Now, I’m not the litigious sort, so I’m not going to get in to legal issues regarding the Americans with Disabilities Act, but I will say that it seems like this couple has every right to be angry. They were trying to fly home from Newark, New Jersey to Los Angeles, California, when the flight crew informed them that they would not be able to board the plane. According to the airline, “The young man was excitable, running around, and not acclimated to the environment.” I think it’s important to note that since the Vanderhorsts were never allowed to board the plane at all, this behavior was apparently witnessed by the flight crew while they were all in the waiting area, which has room for people to work out some nervous energy.
According to his parents, Bede Vanderhorst behaves much like a 4 or 5-year-old. I’m pretty sure I let me daughter stand up and bounce a little in the waiting area before getting on our last flight.
Even more than that, the Vanderhorsts quickly took out their camera and video-taped their son’s supposedly disruptive behavior. The young man could be seen sitting quietly playing with his baseball hat as his parents talked to airline officials. As his father noted, Bede was obviously demonstrating that he was capable of behaving when he needed to.
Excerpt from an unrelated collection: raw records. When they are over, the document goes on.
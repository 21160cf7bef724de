use super::{ClusterParams, Clusterer};
use crate::geometry::Position;
use std::collections::VecDeque;

/// Density clustering over shortest (wrap-aware) distances.
///
/// A point with at least `min_cluster_size` points (itself included) within `neighbor_distance`
/// is a core point. Clusters grow outward from core points and absorb border points; everything
/// else is noise and left unclustered. Output order follows input order.
#[derive(Debug, Clone, Copy, Default)]
pub struct ProximityClusterer;

impl ProximityClusterer {
    pub fn new() -> Self {
        Self
    }
}

fn neighbors(points: &[(impl Sized, Position)], params: &ClusterParams) -> Vec<Vec<usize>> {
    let n = points.len();
    let mut out = vec![Vec::new(); n];
    for i in 0..n {
        for j in (i + 1)..n {
            let d = params.geometry.distance(&points[i].1, &points[j].1);
            if d.length <= params.neighbor_distance {
                out[i].push(j);
                out[j].push(i);
            }
        }
    }
    out
}

impl<K: Clone + Send> Clusterer<K> for ProximityClusterer {
    fn cluster(&mut self, points: &[(K, Position)], params: &ClusterParams) -> Vec<Vec<K>> {
        let min_size = params.min_cluster_size.max(1);
        let adjacency = neighbors(points, params);
        let is_core = |i: usize| adjacency[i].len() + 1 >= min_size;

        let mut label: Vec<Option<usize>> = vec![None; points.len()];
        let mut groups: Vec<Vec<usize>> = Vec::new();
        let mut queue = VecDeque::new();

        for seed in 0..points.len() {
            if label[seed].is_some() || !is_core(seed) {
                continue;
            }
            let id = groups.len();
            let mut members = vec![seed];
            label[seed] = Some(id);
            queue.push_back(seed);
            while let Some(i) = queue.pop_front() {
                if !is_core(i) {
                    continue;
                }
                for &j in &adjacency[i] {
                    if label[j].is_none() {
                        label[j] = Some(id);
                        members.push(j);
                        queue.push_back(j);
                    }
                }
            }
            groups.push(members);
        }

        groups
            .into_iter()
            .filter(|g| g.len() >= min_size)
            .map(|g| g.into_iter().map(|i| points[i].0.clone()).collect())
            .collect()
    }
}
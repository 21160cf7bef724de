#![forbid(unsafe_code)]

//! Tick-driven force-directed placement.
//!
//! `narwhal` moves a set of entities every tick under forces contributed by independent,
//! weighted force planes. Space is a 2D or 3D grid, optionally toroidal; neighbor queries go
//! through a sector index so a tick stays close to linear in the number of entities. After every
//! tick the positions can be clustered and the clusters colored stably across ticks.
//!
//! The library never installs a `tracing` subscriber.

pub mod cluster;
pub mod config;
pub mod engine;
pub mod error;
pub mod force;
pub mod geometry;
pub mod plane;
pub mod rng;
pub mod sector;
pub mod weights;

pub use cluster::{
    AttractionClusterer, Cluster, ClusterBridge, ClusterParams, Clusterer, Color, ColorRegistry,
    Palette, ProximityClusterer,
};
pub use config::{
    AmplificationConfig, ClusterConfig, Dimensions, DistanceConfig, EngineConfig, GridConfig,
};
pub use engine::{Engine, Snapshot, TickReport};
pub use error::{Error, Result};
pub use force::{ForceAccumulator, ForceAggregator};
pub use geometry::{DirectionVector, Geometry, Position};
pub use plane::{ForceSource, Plane, PlaneRegistry, TagAffinity};
pub use rng::XorShift64Star;
pub use sector::{SectorCoord, SectorIndex};
pub use weights::{NoWeights, WeightProvider, WeightTable};
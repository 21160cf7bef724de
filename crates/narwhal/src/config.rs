//! Engine configuration.
//!
//! Every section derives `serde` with field defaults so partial JSON documents are accepted.
//! Distances that may be "unlimited" are `Option<f64>`: `None` (or JSON `null`) disables the
//! corresponding cutoff.

use crate::error::{Error, Result};
use serde::{Deserialize, Serialize};
use serde_json::Value;

#[derive(Debug, Clone, Copy, PartialEq, Eq, Default, Serialize, Deserialize)]
pub enum Dimensions {
    #[default]
    #[serde(rename = "2d")]
    Two,
    #[serde(rename = "3d")]
    Three,
}

impl Dimensions {
    pub fn count(self) -> usize {
        match self {
            Self::Two => 2,
            Self::Three => 3,
        }
    }
}

pub(crate) const AXIS_NAMES: [char; 3] = ['x', 'y', 'z'];

#[derive(Debug, Clone, PartialEq, Serialize, Deserialize)]
#[serde(default)]
pub struct GridConfig {
    pub width: f64,
    pub height: f64,
    /// Ignored in 2D.
    pub depth: f64,
    pub dimensions: Dimensions,
    pub toroidal: bool,
    /// Sector edge length per axis (`x`, `y`, `z`).
    pub sector_size: [f64; 3],
    /// Use the sector index for neighbor queries. Without it every tick scans all pairs.
    pub use_sectors: bool,
}

impl Default for GridConfig {
    fn default() -> Self {
        Self {
            width: 100.0,
            height: 100.0,
            depth: 100.0,
            dimensions: Dimensions::Two,
            toroidal: false,
            sector_size: [10.0; 3],
            use_sectors: true,
        }
    }
}

impl GridConfig {
    pub fn extents(&self) -> [f64; 3] {
        [self.width, self.height, self.depth]
    }

    pub fn axes(&self) -> usize {
        self.dimensions.count()
    }
}

#[derive(Debug, Clone, PartialEq, Serialize, Deserialize)]
#[serde(default)]
pub struct DistanceConfig {
    /// Radius of the private zone. Pairs closer than this repel.
    pub minimal: f64,
    /// Buffer beyond `minimal` where attraction is suppressed; amplification starts past it.
    pub tolerance: f64,
    /// Perception radius for constrained planes and for sector queries.
    pub maximal_perception: Option<f64>,
    /// Positive plane forces beyond this distance are dropped.
    pub maximal_attraction: Option<f64>,
    /// Out-group repulsion beyond this distance is dropped.
    pub maximal_repulsion: Option<f64>,
}

impl Default for DistanceConfig {
    fn default() -> Self {
        Self {
            minimal: 2.0,
            tolerance: 0.0,
            maximal_perception: Some(20.0),
            maximal_attraction: None,
            maximal_repulsion: None,
        }
    }
}

impl DistanceConfig {
    /// End of the tolerance zone measured from the pair origin.
    pub fn tolerance_zone(&self) -> f64 {
        self.minimal + self.tolerance
    }

    /// Whether `distance` lies in the buffer `(minimal, minimal + tolerance]` where attraction
    /// is suppressed. Empty when `tolerance` is zero.
    pub fn in_tolerance_band(&self, distance: f64) -> bool {
        distance > self.minimal && distance <= self.tolerance_zone()
    }

    pub fn perceives(&self, distance: f64) -> bool {
        within(self.maximal_perception, distance)
    }

    pub fn attracts(&self, distance: f64) -> bool {
        within(self.maximal_attraction, distance)
    }

    pub fn repels(&self, distance: f64) -> bool {
        within(self.maximal_repulsion, distance)
    }
}

fn within(limit: Option<f64>, distance: f64) -> bool {
    limit.is_none_or(|max| distance <= max)
}

#[derive(Debug, Clone, PartialEq, Serialize, Deserialize)]
#[serde(default)]
pub struct AmplificationConfig {
    /// Scale positive forces of pairs beyond the tolerance zone by `distance^power`.
    pub enabled: bool,
    pub power: f64,
}

impl Default for AmplificationConfig {
    fn default() -> Self {
        Self {
            enabled: false,
            power: 1.0,
        }
    }
}

#[derive(Debug, Clone, PartialEq, Serialize, Deserialize)]
#[serde(default)]
pub struct ClusterConfig {
    pub enabled: bool,
    /// Two entities closer than this are density-reachable.
    pub neighbor_distance: f64,
    pub min_cluster_size: usize,
    /// Drop cached colors whose anchor no longer anchors a current cluster.
    pub purge_unused_colors: bool,
    pub color_seed: u64,
}

impl Default for ClusterConfig {
    fn default() -> Self {
        Self {
            enabled: true,
            neighbor_distance: 5.0,
            min_cluster_size: 2,
            purge_unused_colors: true,
            color_seed: 1,
        }
    }
}

#[derive(Debug, Clone, PartialEq, Default, Serialize, Deserialize)]
#[serde(default)]
pub struct EngineConfig {
    pub grid: GridConfig,
    pub distances: DistanceConfig,
    /// Out-group repulsion constant; `0` disables out-group repulsion outside the private zone.
    pub out_group_repulsion: f64,
    /// Per-tick displacement cap; `None` means unlimited.
    pub max_movement_per_step: Option<f64>,
    pub amplification: AmplificationConfig,
    /// Let unconstrained planes see every entity, not only sector candidates.
    pub perception_independence: bool,
    /// Global override: constrained planes ignore `maximal_perception`.
    pub ignore_perception_limits: bool,
    pub clustering: ClusterConfig,
}

impl EngineConfig {
    pub fn from_json_str(text: &str) -> Result<Self> {
        let cfg: Self = serde_json::from_str(text)?;
        cfg.validate()?;
        Ok(cfg)
    }

    pub fn from_json_value(value: Value) -> Result<Self> {
        let cfg: Self = serde_json::from_value(value)?;
        cfg.validate()?;
        Ok(cfg)
    }

    pub fn to_json_value(&self) -> Result<Value> {
        Ok(serde_json::to_value(self)?)
    }

    /// Deep-merges a JSON overlay into this configuration and re-validates the result.
    pub fn merge_json(&mut self, overlay: &Value) -> Result<()> {
        let mut base = self.to_json_value()?;
        deep_merge_value(&mut base, overlay);
        let merged: Self = serde_json::from_value(base)?;
        merged.validate()?;
        *self = merged;
        Ok(())
    }

    /// Whether the sector index answers neighbor queries.
    pub fn sectors_active(&self) -> bool {
        self.grid.use_sectors
            && self
                .distances
                .maximal_perception
                .is_some_and(|d| d.is_finite())
    }

    pub fn validate(&self) -> Result<()> {
        let grid = &self.grid;
        let axes = grid.axes();
        let extents = grid.extents();

        for axis in 0..axes {
            let value = extents[axis];
            if !(value.is_finite() && value > 0.0) {
                return Err(Error::InvalidExtent {
                    axis: AXIS_NAMES[axis],
                    value,
                });
            }
            let value = grid.sector_size[axis];
            if !(value.is_finite() && value > 0.0) {
                return Err(Error::InvalidSectorSize {
                    axis: AXIS_NAMES[axis],
                    value,
                });
            }
        }

        if self.sectors_active() {
            for axis in 1..axes {
                if extents[axis] != extents[0] {
                    return Err(Error::AsymmetricGrid {
                        message: format!(
                            "extent {} on axis {} differs from extent {} on axis x",
                            extents[axis], AXIS_NAMES[axis], extents[0]
                        ),
                    });
                }
                if grid.sector_size[axis] != grid.sector_size[0] {
                    return Err(Error::AsymmetricGrid {
                        message: format!(
                            "sector size {} on axis {} differs from sector size {} on axis x",
                            grid.sector_size[axis], AXIS_NAMES[axis], grid.sector_size[0]
                        ),
                    });
                }
            }
            if grid.toroidal {
                for axis in 0..axes {
                    let ratio = extents[axis] / grid.sector_size[axis];
                    if (ratio - ratio.round()).abs() > 1e-9 * ratio.max(1.0) {
                        return Err(Error::UnalignedSectorSize {
                            axis: AXIS_NAMES[axis],
                            extent: extents[axis],
                            sector_size: grid.sector_size[axis],
                        });
                    }
                }
            }
        }

        let d = &self.distances;
        check_distance("minimal", d.minimal)?;
        check_distance("tolerance", d.tolerance)?;
        for (name, limit) in [
            ("maximal_perception", d.maximal_perception),
            ("maximal_attraction", d.maximal_attraction),
            ("maximal_repulsion", d.maximal_repulsion),
        ] {
            if let Some(value) = limit {
                if value.is_nan() || value < 0.0 {
                    return Err(Error::InvalidDistance { name, value });
                }
            }
        }
        if let Some(value) = self.max_movement_per_step {
            if value.is_nan() || value < 0.0 {
                return Err(Error::InvalidDistance {
                    name: "max_movement_per_step",
                    value,
                });
            }
        }
        if !self.out_group_repulsion.is_finite() {
            return Err(Error::InvalidConfig {
                message: format!(
                    "out_group_repulsion must be finite, got {}",
                    self.out_group_repulsion
                ),
            });
        }
        if !self.amplification.power.is_finite() {
            return Err(Error::InvalidConfig {
                message: format!(
                    "amplification power must be finite, got {}",
                    self.amplification.power
                ),
            });
        }
        if self.clustering.enabled {
            check_distance("neighbor_distance", self.clustering.neighbor_distance)?;
        }
        Ok(())
    }
}

fn check_distance(name: &'static str, value: f64) -> Result<()> {
    if value.is_finite() && value >= 0.0 {
        Ok(())
    } else {
        Err(Error::InvalidDistance { name, value })
    }
}

fn deep_merge_value(base: &mut Value, incoming: &Value) {
    match (base, incoming) {
        (Value::Object(base_map), Value::Object(in_map)) => {
            for (key, in_value) in in_map {
                match base_map.get_mut(key) {
                    Some(base_value) => deep_merge_value(base_value, in_value),
                    None => {
                        base_map.insert(key.clone(), in_value.clone());
                    }
                }
            }
        }
        (base_slot, in_value) => {
            *base_slot = in_value.clone();
        }
    }
}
Really, it’s hard to argue with the Vanderhorsts claim that their son was discriminated against because of his disability. The airline contends, “The pilot attempted to calm him down and acclimate him to the surroundings. His efforts were not successful. For the safety of the young man and the safety of others, American Airlines offered to book another flight for the family.” The Vanderhorsts however, say that the pilot never came within 15 feet of their son.
For the record, the airline put Bede and his parents on a United flight in the very back row of the plane and wouldn’t let anyone sit in the row in front of them. They behaved as if Bede was some form of violent criminal that people needed to be protected from. Oh, and they never reimbursed for the family for the first class tickets.
Really, I don’t know if this story is a legal case, but I do believe that it’s sad. I can’t imagine how I would react if my child were treated like that. Parents are already terrified of flying because of the horrible looks and rude comments they’re subjected to by other passengers. That pressure and stress must increase exponentially when you have a child with special needs.
It would be great if this family’s struggles made airlines more considerate and supportive of families’ needs when they’re flying. However, my fear is that it will simply make parents more terrified of being treated horribly because they’ve dared to attempt traveling with their children.
[UPDATE: American Airlines has responded with a more thorough telling of their side of the story that includes the boy being “agitated” about a half hour before boarding. As some of the commenters pointed out, any other child who was “agitated” before boarding would not be bothered or even noticed by the flight crew. You can see their dismissive and thoughtless statement on their Facebook page.]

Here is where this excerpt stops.